Nobody knows anything

Hillary wins! [the popular vote] Surprise, the Iowa caucuses aren't a winner-take-all national primary! And it's all good, because now we can get all the candidates to pander to us, instead of the Village, and shove the Overton Window left.

But the really good news is that while I was listening to the results on The Young Turks, I heard some astonishing music during a station break, and asked the chat line "Who the hell is that?" "Public Enemy," came the response.

So, I guess rap must be about to die, since I am a really, really lagging indicator. Herewith, the only YouTube I could find that's not "embedding disabled by request"; it seems appropriate, somehow:

I wish I could embed "Give It Up" and even more "Can't Truss It" but...

Oh, and I found one comment very touching:

Public enemy rules!!thanks for the videos,I ever considered them like a punk band,old school rap's the best,ideas!!not money!!

Kidz....

People said the same thing about the Clash, though, too: "They made me think." During an oceanic, orgiastic musical experience, of course, but still.

UPDATE I almost forgot to say that IMNSHO there is a takeaway here for the OFB, and it is:

Right wing talking points suck.

One way to read this result--and I'd certainly welcome links from readers to any articles in our famously free press that admit this--is as a gigantic Fuck You from the voters of New Hampshire to the Hillary hatred narrative that dominates all coverage of the woman, and has done so since the Conservative Movement targeted the Clintons for destruction more than 10 years ago. (Professional Clinton Hater and charter OFB member Andrew Sullivan gets this exactly backward, of course, by blaming women for lying to the pollsters.)

And I heard w-a-a-a-y to much Hillary hatred from the OFB to make me comfortable with their candidate.

Well guess what? Right wing talking points suck because they are designed to disempower progressives. That's why real progressives don't use them.

And guess what, OFB? When you used right wing talking points, they disempowered you.

And I, for one, couldn't be more pleased. Maybe now your guy can retool and run as a Democrat. That's one benefit of having a long primary season.

NOTE * Actually, this is unfair.

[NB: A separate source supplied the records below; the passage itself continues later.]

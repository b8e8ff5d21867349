//! Request body binding.
//!
//! A [`Binder`] turns a request body into a `serde_json::Value`, which
//! [`crate::Context::bind`] then deserializes into the caller's type.

use serde_json::{Map, Value};

use crate::error::HttpError;
use crate::mime;
use crate::server::Request;

pub trait Binder: Send + Sync {
    fn bind(&self, req: &Request) -> anyhow::Result<Value>;
}

/// Accepts JSON and URL-encoded form bodies.
#[derive(Debug, Clone, Copy, Default)]
pub struct DefaultBinder;

impl Binder for DefaultBinder {
    fn bind(&self, req: &Request) -> anyhow::Result<Value> {
        if req.body().is_empty() {
            return Err(HttpError::bad_request()
                .with_message("Request body can't be empty")
                .into());
        }

        let content_type = req.header("Content-Type").unwrap_or_default();
        let media_type = content_type
            .split(';')
            .next()
            .unwrap_or_default()
            .trim()
            .to_ascii_lowercase();

        match media_type.as_str() {
            mime::APPLICATION_JSON => serde_json::from_slice(req.body()).map_err(|e| {
                anyhow::Error::from(
                    HttpError::bad_request().with_message(format!("Malformed JSON body: {e}")),
                )
            }),
            mime::APPLICATION_FORM => {
                let fields: Map<String, Value> = url::form_urlencoded::parse(req.body())
                    .map(|(k, v)| (k.into_owned(), Value::String(v.into_owned())))
                    .collect();
                Ok(Value::Object(fields))
            }
            _ => Err(HttpError::unsupported_media_type().into()),
        }
    }
}
//! # Middleware
//!
//! A [`Middleware`] wraps a [`Handler`] and returns a new one. Chains are
//! built with [`compose`], which folds a list so that the first-declared
//! layer runs outermost.
//!
//! Built-in layers:
//!
//! - [`add_trailing_slash`] / [`remove_trailing_slash`]: path normalization,
//!   usually registered with [`crate::App::pre`] so it runs before routing
//! - [`request_logger`]: one `tracing` span and completion event per request
//! - [`MetricsMiddleware`]: request counters and latency, via [`Hooks`]

mod core;
mod metrics;
mod slash;
mod tracing;

pub use core::{compose, wrap_middleware, Handler, HandlerId, HandlerResult, Hooks, Middleware};
pub use metrics::MetricsMiddleware;
pub use slash::{
    add_trailing_slash, add_trailing_slash_with_config, remove_trailing_slash,
    remove_trailing_slash_with_config, Skipper, TrailingSlashConfig,
};
pub use tracing::request_logger;

use once_cell::sync::Lazy;

use crate::error::HttpError;

static NOT_FOUND: Lazy<Handler> = Lazy::new(|| Handler::new(|_| Err(HttpError::not_found().into())));

static METHOD_NOT_ALLOWED: Lazy<Handler> =
    Lazy::new(|| Handler::new(|_| Err(HttpError::method_not_allowed().into())));

/// Handler installed when no route matches the request path. Always returns
/// the same handler identity.
#[must_use]
pub fn not_found_handler() -> Handler {
    NOT_FOUND.clone()
}

/// Handler installed when the path matches under another method only.
#[must_use]
pub fn method_not_allowed_handler() -> Handler {
    METHOD_NOT_ALLOWED.clone()
}
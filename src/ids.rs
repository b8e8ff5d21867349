use std::fmt::{Display, Formatter};
use std::str::FromStr;

/// Header used to propagate request ids between services.
pub const REQUEST_ID_HEADER: &str = "X-Request-ID";

/// Per-request identifier backed by a ULID.
///
/// Every context gets one on reset, either parsed from an inbound
/// `X-Request-ID` header or freshly generated.
#[derive(Clone, Copy, Eq, PartialEq, Hash, Debug)]
pub struct RequestId(ulid::Ulid);

impl RequestId {
    #[must_use]
    pub fn new() -> Self {
        Self(ulid::Ulid::new())
    }

    /// The nil id, used by idle contexts sitting in the pool.
    #[must_use]
    pub const fn nil() -> Self {
        Self(ulid::Ulid::nil())
    }

    /// Parse a header value; anything that is not a ULID yields a fresh id.
    #[must_use]
    pub fn from_header_or_new(header_value: Option<&str>) -> Self {
        header_value
            .and_then(|s| s.trim().parse::<RequestId>().ok())
            .unwrap_or_default()
    }

    #[must_use]
    pub fn is_nil(&self) -> bool {
        self.0.is_nil()
    }
}

impl Default for RequestId {
    fn default() -> Self {
        Self::new()
    }
}

impl Display for RequestId {
    fn fmt(&self, f: &mut Formatter<'_>) -> std::fmt::Result {
        Display::fmt(&self.0, f)
    }
}

impl FromStr for RequestId {
    type Err = ulid::DecodeError;

    fn from_str(s: &str) -> Result<Self, Self::Err> {
        ulid::Ulid::from_string(s).map(RequestId)
    }
}

#[cfg(test)]
mod tests {
    use super::*;

    #[test]
    fn test_header_round_trip() {
        let id = RequestId::new();
        let parsed = RequestId::from_header_or_new(Some(&id.to_string()));
        assert_eq!(parsed, id);
    }

    #[test]
    fn test_garbage_header_generates_new_id() {
        let id = RequestId::from_header_or_new(Some("not-a-ulid"));
        assert!(!id.is_nil());
    }

    #[test]
    fn test_nil() {
        assert!(RequestId::nil().is_nil());
    }
}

Calling Andy Sullivan a "professional" Clinton hater is like calling Madame de Pompadour a "professional" courtesan. Sometimes words are so inadequate.

Comments

Nice

My favorite is "By The Time I Get to Arizona" and "Black Steel in an Hour of Chaos"

Send me links to ones I can embed!

Thanks. (I know what you're saying on white guilt release, it's not stop anyone from being killed today or tomorrow or this year. But when the frozen muscles relax, new movement is at least possible. All I'm saying. And if Obama's run made that possible, it's a wonderful, wonderful gift, no matter the issues that one might have with the guy or his policies.)

[x] Any (D) in the general. [ ] Any mullah-sucking billionaire-teabagging torture-loving pus-encrusted spawn of Cthulhu, bless his (R) heart.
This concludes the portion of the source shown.